Nessuno si è sorpreso infatti leggendo su La Stampa di Torino (“Hans Küng, l’occasione sprecata dalla Chiesa.”) un recente articolo di Enzo Bianchi (13 marzo 2012) nel quale il priore di Bose ribadisce il suo sostegno alle tesi di Hans Küng, prendendo occasione da una nuova edizione italiana del suo Essere cristiani.
Nessuno si è sorpreso infatti leggendo su La Stampa di Torino (“Hans Küng, l’occasione sprecata dalla Chiesa.”) un recente articolo di Enzo Bianchi (13 marzo 2012) nel quale il priore di Bose ribadisce il suo sostegno alle tesi di Hans Küng, prendendo occasione da una nuova edizione italiana del suo Essere cristiani.
Hans Küng, che è il più famoso (meglio si direbbe famigerato) di tutti i falsi teologi che hanno diffuso nella Chiesa cattolica, a partire dalla seconda metà del Novecento, le ideologie secolaristiche che oggi costituiscono quell’ostacolo alla pastorale del quale parlavo. Lo esalta presentandolo come una specie di “dottore della Chiesa” ingiustamente inascoltato, guardandosi bene dal ricordare (ma lo sanno persino molti lettori della Stampa) che il professore svizzero ha sempre negato la verità dei dogmi della Chiesa e il fondamento teologico della morale cattolica, disconoscendo sempre la funzione del magistero ecclesiastico (a partire dal libro intitolato Infallibile?). Küng non è stato scomunicato né è stato messo a tacere (peraltro, tutti gli editori più importanti dell’Occidente scristianizzato hanno pubblicato e diffuso le sue opere), e non c’è ragione alcuna per la quale egli debba presentarsi ed essere presentato come una vittima della repressione da parte della gerarchia ecclesiastica.
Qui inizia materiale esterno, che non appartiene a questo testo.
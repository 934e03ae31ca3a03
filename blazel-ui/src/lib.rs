//! Browser front-end for Blazel: LinkedIn draft generation, human feedback
//! capture, and LoRA adapter management against the Blazel API.

pub mod api;
pub mod auth;
pub mod components;
pub mod diff;
pub mod session;
pub mod stream;

pub use components::*;
pub use session::Session;
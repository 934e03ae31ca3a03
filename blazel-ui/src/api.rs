use gloo_net::http::{Request, RequestBuilder};
use shared_types::{
    ActiveAdapterResponse, Adapter, AdapterActionResponse, AdaptersResponse, Customer,
    CustomersResponse, DeleteDraftResponse, Draft, DraftDetail, DraftsResponse, FeedbackRequest,
    FeedbackResponse, GenerateRequest, GenerateResponse, HealthResponse, TrainAdapterRequest,
    TrainAdapterResponse, TrainRequest, TrainResponse, TrainingData, TrainingJob,
    MIN_TRAINING_SAMPLES,
};
use std::sync::OnceLock;

use crate::auth::stored_token;

/// Get the API base URL based on current environment
/// - In development (localhost): use http://localhost:8000
/// - In production: use same origin (API serves static files)
fn get_api_base() -> String {
    // Get the current hostname from the browser
    let hostname = web_sys::window()
        .and_then(|w| w.location().hostname().ok())
        .unwrap_or_default();

    // If running on localhost, point to the API server on port 8000
    if hostname == "localhost" || hostname == "127.0.0.1" {
        "http://localhost:8000".to_string()
    } else {
        // In production, use same origin
        "".to_string()
    }
}

/// Lazy-static equivalent for WASM - computed at first use
static API_BASE_CACHE: OnceLock<String> = OnceLock::new();

/// Get the cached API base URL
pub fn api_base() -> &'static str {
    API_BASE_CACHE.get_or_init(get_api_base).as_str()
}

pub(crate) async fn describe_http_error(response: gloo_net::http::Response) -> String {
    let status = response.status();
    let body = response.text().await.unwrap_or_default();
    if body.trim().is_empty() {
        return format!("HTTP error: {status}");
    }

    if let Ok(json) = serde_json::from_str::<serde_json::Value>(&body) {
        if let Some(detail) = json.get("detail").and_then(|v| v.as_str()) {
            return format!("HTTP error: {status} ({detail})");
        }
        if let Some(error) = json.get("error").and_then(|v| v.as_str()) {
            return format!("HTTP error: {status} ({error})");
        }
        if let Some(message) = json.get("message").and_then(|v| v.as_str()) {
            return format!("HTTP error: {status} ({message})");
        }
    }

    format!("HTTP error: {status} ({body})")
}

/// Attach the bearer token when a session exists
fn authorize(request: RequestBuilder) -> RequestBuilder {
    match stored_token() {
        Some(token) => request.header("Authorization", &format!("Bearer {token}")),
        None => request,
    }
}

// ============================================================================
// Health
// ============================================================================

/// Health probe for the header indicator. Parses the body regardless of
/// status so a degraded-but-responding backend still reports its state.
pub async fn check_health() -> Result<HealthResponse, String> {
    let url = format!("{}/health", api_base());

    let response = Request::get(&url)
        .send()
        .await
        .map_err(|e| format!("Request failed: {e}"))?;

    response
        .json()
        .await
        .map_err(|e| format!("Failed to parse JSON: {e}"))
}

// ============================================================================
// Generation
// ============================================================================

pub async fn generate_post(request: &GenerateRequest) -> Result<GenerateResponse, String> {
    let url = format!("{}/generate", api_base());

    let response = authorize(Request::post(&url))
        .json(request)
        .map_err(|e| format!("Failed to serialize request: {e}"))?
        .send()
        .await
        .map_err(|e| format!("Request failed: {e}"))?;

    if !response.ok() {
        return Err(describe_http_error(response).await);
    }

    response
        .json()
        .await
        .map_err(|e| format!("Failed to parse JSON: {e}"))
}

// ============================================================================
// Drafts
// ============================================================================

pub async fn fetch_drafts() -> Result<Vec<Draft>, String> {
    let url = format!("{}/drafts", api_base());

    let response = authorize(Request::get(&url))
        .send()
        .await
        .map_err(|e| format!("Request failed: {e}"))?;

    if !response.ok() {
        return Err(describe_http_error(response).await);
    }

    let data: DraftsResponse = response
        .json()
        .await
        .map_err(|e| format!("Failed to parse JSON: {e}"))?;

    Ok(data.drafts)
}

pub async fn fetch_drafts_for_customer(customer_id: &str) -> Result<Vec<Draft>, String> {
    let encoded = js_sys::encode_uri_component(customer_id)
        .as_string()
        .unwrap_or_else(|| customer_id.to_string());
    let url = format!("{}/drafts?customer_id={}", api_base(), encoded);

    let response = authorize(Request::get(&url))
        .send()
        .await
        .map_err(|e| format!("Request failed: {e}"))?;

    if !response.ok() {
        return Err(describe_http_error(response).await);
    }

    let data: DraftsResponse = response
        .json()
        .await
        .map_err(|e| format!("Failed to parse JSON: {e}"))?;

    Ok(data.drafts)
}

pub async fn fetch_draft(draft_id: &str) -> Result<DraftDetail, String> {
    let url = format!("{}/drafts/{}", api_base(), draft_id);

    let response = authorize(Request::get(&url))
        .send()
        .await
        .map_err(|e| format!("Request failed: {e}"))?;

    if !response.ok() {
        return Err(describe_http_error(response).await);
    }

    response
        .json()
        .await
        .map_err(|e| format!("Failed to parse JSON: {e}"))
}

/// Delete a draft and any feedback attached to it
pub async fn delete_draft(draft_id: &str) -> Result<DeleteDraftResponse, String> {
    let url = format!("{}/drafts/{}", api_base(), draft_id);

    let response = authorize(Request::delete(&url))
        .send()
        .await
        .map_err(|e| format!("Request failed: {e}"))?;

    if !response.ok() {
        return Err(describe_http_error(response).await);
    }

    response
        .json()
        .await
        .map_err(|e| format!("Failed to parse JSON: {e}"))
}

// ============================================================================
// Feedback
// ============================================================================

pub async fn submit_feedback(request: &FeedbackRequest) -> Result<FeedbackResponse, String> {
    let url = format!("{}/feedback", api_base());

    let response = authorize(Request::post(&url))
        .json(request)
        .map_err(|e| format!("Failed to serialize request: {e}"))?
        .send()
        .await
        .map_err(|e| format!("Request failed: {e}"))?;

    if !response.ok() {
        return Err(describe_http_error(response).await);
    }

    response
        .json()
        .await
        .map_err(|e| format!("Failed to parse JSON: {e}"))
}

/// Raw feedback rows for a customer, shape owned by the backend
pub async fn fetch_customer_feedback(customer_id: &str) -> Result<serde_json::Value, String> {
    let url = format!("{}/feedback/{}", api_base(), customer_id);

    let response = authorize(Request::get(&url))
        .send()
        .await
        .map_err(|e| format!("Request failed: {e}"))?;

    if !response.ok() {
        return Err(describe_http_error(response).await);
    }

    response
        .json()
        .await
        .map_err(|e| format!("Failed to parse JSON: {e}"))
}

// ============================================================================
// Customers
// ============================================================================

pub async fn fetch_customers() -> Result<Vec<Customer>, String> {
    let url = format!("{}/customers", api_base());

    let response = authorize(Request::get(&url))
        .send()
        .await
        .map_err(|e| format!("Request failed: {e}"))?;

    if !response.ok() {
        return Err(describe_http_error(response).await);
    }

    let data: CustomersResponse = response
        .json()
        .await
        .map_err(|e| format!("Failed to parse JSON: {e}"))?;

    Ok(data.customers)
}

// ============================================================================
// Training
// ============================================================================

/// Single-tenant training trigger; the backend enforces the same floor
pub async fn trigger_training() -> Result<TrainResponse, String> {
    let url = format!("{}/train", api_base());
    let request = TrainRequest {
        min_samples: MIN_TRAINING_SAMPLES,
    };

    let response = authorize(Request::post(&url))
        .json(&request)
        .map_err(|e| format!("Failed to serialize request: {e}"))?
        .send()
        .await
        .map_err(|e| format!("Request failed: {e}"))?;

    if !response.ok() {
        return Err(describe_http_error(response).await);
    }

    response
        .json()
        .await
        .map_err(|e| format!("Failed to parse JSON: {e}"))
}

pub async fn train_adapter(request: &TrainAdapterRequest) -> Result<TrainAdapterResponse, String> {
    let url = format!("{}/adapters/train", api_base());

    let response = authorize(Request::post(&url))
        .json(request)
        .map_err(|e| format!("Failed to serialize request: {e}"))?
        .send()
        .await
        .map_err(|e| format!("Request failed: {e}"))?;

    if !response.ok() {
        return Err(describe_http_error(response).await);
    }

    response
        .json()
        .await
        .map_err(|e| format!("Failed to parse JSON: {e}"))
}

pub async fn fetch_training_job(job_id: &str) -> Result<TrainingJob, String> {
    let url = format!("{}/training-jobs/{}", api_base(), job_id);

    let response = authorize(Request::get(&url))
        .send()
        .await
        .map_err(|e| format!("Request failed: {e}"))?;

    if !response.ok() {
        return Err(describe_http_error(response).await);
    }

    response
        .json()
        .await
        .map_err(|e| format!("Failed to parse JSON: {e}"))
}

pub async fn fetch_training_data(customer_id: &str) -> Result<TrainingData, String> {
    let url = format!("{}/adapters/training-data/{}", api_base(), customer_id);

    let response = authorize(Request::get(&url))
        .send()
        .await
        .map_err(|e| format!("Request failed: {e}"))?;

    if !response.ok() {
        return Err(describe_http_error(response).await);
    }

    response
        .json()
        .await
        .map_err(|e| format!("Failed to parse JSON: {e}"))
}

// ============================================================================
// Adapters
// ============================================================================

pub async fn fetch_adapters(customer_id: &str) -> Result<Vec<Adapter>, String> {
    let encoded = js_sys::encode_uri_component(customer_id)
        .as_string()
        .unwrap_or_else(|| customer_id.to_string());
    let url = format!("{}/adapters?customer_id={}", api_base(), encoded);

    let response = authorize(Request::get(&url))
        .send()
        .await
        .map_err(|e| format!("Request failed: {e}"))?;

    if !response.ok() {
        return Err(describe_http_error(response).await);
    }

    let data: AdaptersResponse = response
        .json()
        .await
        .map_err(|e| format!("Failed to parse JSON: {e}"))?;

    Ok(data.adapters)
}

pub async fn fetch_active_adapter(customer_id: &str) -> Result<Option<Adapter>, String> {
    let url = format!("{}/adapters/active/{}", api_base(), customer_id);

    let response = authorize(Request::get(&url))
        .send()
        .await
        .map_err(|e| format!("Request failed: {e}"))?;

    if !response.ok() {
        return Err(describe_http_error(response).await);
    }

    let data: ActiveAdapterResponse = response
        .json()
        .await
        .map_err(|e| format!("Failed to parse JSON: {e}"))?;

    Ok(data.adapter)
}

pub async fn activate_adapter(adapter_id: &str) -> Result<AdapterActionResponse, String> {
    let url = format!("{}/adapters/{}/activate", api_base(), adapter_id);

    let response = authorize(Request::put(&url))
        .send()
        .await
        .map_err(|e| format!("Request failed: {e}"))?;

    if !response.ok() {
        return Err(describe_http_error(response).await);
    }

    response
        .json()
        .await
        .map_err(|e| format!("Failed to parse JSON: {e}"))
}

pub async fn deactivate_adapter(adapter_id: &str) -> Result<AdapterActionResponse, String> {
    let url = format!("{}/adapters/{}/deactivate", api_base(), adapter_id);

    let response = authorize(Request::put(&url))
        .send()
        .await
        .map_err(|e| format!("Request failed: {e}"))?;

    if !response.ok() {
        return Err(describe_http_error(response).await);
    }

    response
        .json()
        .await
        .map_err(|e| format!("Failed to parse JSON: {e}"))
}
Per disegnargli intorno alla testa l’aureola della santità, Enzo Bianchi parla di Küng come di un protagonista del Vaticano II, facendo finta di ignorare che un concilio ecumenico è un’espressone solenne del magistero ecclesiastico (protagonisti ne sono soltanto i vescovi, e i documenti approvati al termine dei lavori hanno un eminente valore per la dottrina della fede in quanto convocato, presieduto e convalidato dai Papi) e non un convegno internazionale di teologi (Hans Küng, come “perito”, non ha avuto nel Concilio né voce né voto). Insomma, Enzo Bianchi vorrebbe far credere che Küng, malgrado i suoi meriti teologici, non avrebbe ottenuto dall’autorità ecclesiastica la benevolenza e i riconoscimenti che gli spettavano; addirittura, insinua Bianchi, alla Chiesa conveniva mettere Küng, piuttosto che il suo collega Ratzinger, a capo della congregazione per la Dottrina della fede.
Sono assurdità che possono andar bene solo per i lettori della Stampa (quotidiano di collaudata tradizione massonica), ai quali non importa nulla della fede cristiana ma sono ben contenti di vedere la Chiesa cattolica in preda a una profonda crisi dottrinale e disciplinare, sperando che tutto ciò affretti la sua definitiva scomparsa dalla scena sociale e politica. Ma Bianchi è ospitato anche dalla stampa cattolica, e in quella sede l’assurdità di cui parlavo dovrebbe essere percepita da qualcuno.
Qualcuno dovrebbe rinfacciare a Bianchi l’ipocrisia di presentare come vittima del potere ecclesiastico senza dire che il teologo svizzero non ha mai voluto riconoscere la legittimità (cioè l’origine divina) di questo potere, che ad altro non serve se non alla custodia fedele e alla interpretazione infallibile della verità che salva. Bianchi si guarda bene dal riferire tutte le contumelie e gli insulti che Hans Küng è solito scrivere (anche in italiano, sul Corriere della Sera) contro quei papi (soprattutto Paolo VI e Giovanni Paolo II) che non gli hanno dato ragione (e come avrebbero potuto?).